Hooked Up: December 2021
The seasons are flying by faster than live croaker during a 50%-off sale. Seems like only yesterday the sweat was rolling down my forehead and burning my eyes back in August. Now I'm receiving packages almost daily from Simms stuffed with layers upon layers to keep me warm. I'm certainly not complaining about layering up. In fact, it's about my favorite thing to do, as I know those extra clothes mean I'll be outside enjoying God's many wonders.
December is such a fabulous month here in Texas. Regardless of your outdoor passion, everything is in "go mode" this month. Bucks are rutting, ducks are flying, quail are flushing, and big trout are becoming a bit more predictable. Although my trophy trout season is currently in full swing there is no rest for the weary when I get a day off. If I'm not pushing my big Haynie through the waters of Baffin, I'll have a bow in my hand or a long, pointed pole to flip rocks to confirm whether what I just saw on the ground was an arrowhead or simply a rock doing a great imitation, (most of the time).
Chris Bush (Speckled Truth Podcast) and I just did a sit-down to discuss trophy trout fishing and the current state of the Baffin Bay fishery. That conversation being fresh on my mind, and some stories I told, sure have me reflecting on great things that have happened for me in Decembers past. Two of the best days I ever had took place between Christmas and New Years Day in the early 2000s. Back-to-back days of 85-pound ten-fish trout stringers. But before you accuse me of being a hypocrite or game hog; all those fish were released successfully as they were landed and none were placed on a stringer. The mention of 85-pound stringers is merely a reference to the average of the best ten fish caught on those two wonderful days. I truly wish every serious angler could do that for themselves…just once in their lifetime. To this day I can almost remember the individual spots on every fish. Such a wonderful memory.

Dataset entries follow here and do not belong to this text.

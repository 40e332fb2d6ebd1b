//! Domain layer: spin engine, identifiers, and the event system.
//!
//! This module contains the server-side domain model: the wheel state
//! machine with its angle and easing math, spin identity, the raffle event
//! vocabulary, and the broadcast bus that fans events out to WebSocket
//! clients.

pub mod event_bus;
pub mod raffle_event;
pub mod spin_id;
pub mod wheel;

pub use event_bus::EventBus;
pub use raffle_event::RaffleEvent;
pub use spin_id::SpinId;
pub use wheel::{SpinParams, SpinPlan, Wheel};
//! REST API layer: route handlers, DTOs, and router composition.
//!
//! Routes are mounted at the router root; the paths are part of the UI
//! contract and are not versioned.

pub mod dto;
pub mod handlers;

use axum::Router;
use utoipa::OpenApi;

use crate::app_state::AppState;

/// Builds the complete API router with all REST endpoints.
pub fn build_router() -> Router<AppState> {
    handlers::routes()
}

/// Aggregated OpenAPI document for the REST surface.
#[derive(Debug, OpenApi)]
#[openapi(
    paths(
        handlers::participants::list_participants,
        handlers::winners::list_winners,
        handlers::winners::save_winner,
        handlers::winners::test_winners,
        handlers::spin::start_spin,
        handlers::spin::cancel_spin,
        handlers::spin::wheel,
        handlers::system::health_handler,
    ),
    components(schemas(
        dto::ParticipantDto,
        dto::WinnerDto,
        dto::WinnerRecordDto,
        dto::SaveWinnerRequest,
        dto::SaveWinnerResponse,
        dto::TestWinnersResponse,
        dto::SpinResponse,
        dto::CancelSpinResponse,
        dto::WheelResponse,
        crate::domain::wheel::Segment,
        crate::error::ErrorResponse,
        crate::error::ErrorBody,
        handlers::system::HealthResponse,
    )),
    tags(
        (name = "Participants", description = "Checked-in participant pool"),
        (name = "Winners", description = "Winner log and commit protocol"),
        (name = "Spin", description = "Wheel spin lifecycle"),
        (name = "System", description = "Service health"),
    )
)]
pub struct ApiDoc;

It’s no secret that we are in a much different time and place now with the Baffin fishery. By today's standards any angler catching five trout over five pounds has had a monumental day…but there was a time not so long ago, young Grasshopper.

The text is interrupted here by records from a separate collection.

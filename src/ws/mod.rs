//! WebSocket layer: upgrade handler, connection loop, and subscriptions.

pub mod connection;
pub mod handler;
pub mod messages;
pub mod subscription;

By the time this magazine hits your mailbox and newsstands across Texas, the TPWD commissioners will have decided which path forward should be taken to boost the recovery of the spotted seatrout fishery, and how to manage it more proactively in the future. Their plates are full of hard data now, nine months after the devastating February freeze, data they did not have earlier.
My fingers are crossed that they get tight on bag limits for at least the next three years (four or five would be better) to get the fishery back to where it once was. Mother Nature and man have both laid a damn good whackin’ on it and we all need to pull back the reins if we ever want to have a quality fishery that offers a legitimate chance to catch a giant each and every day.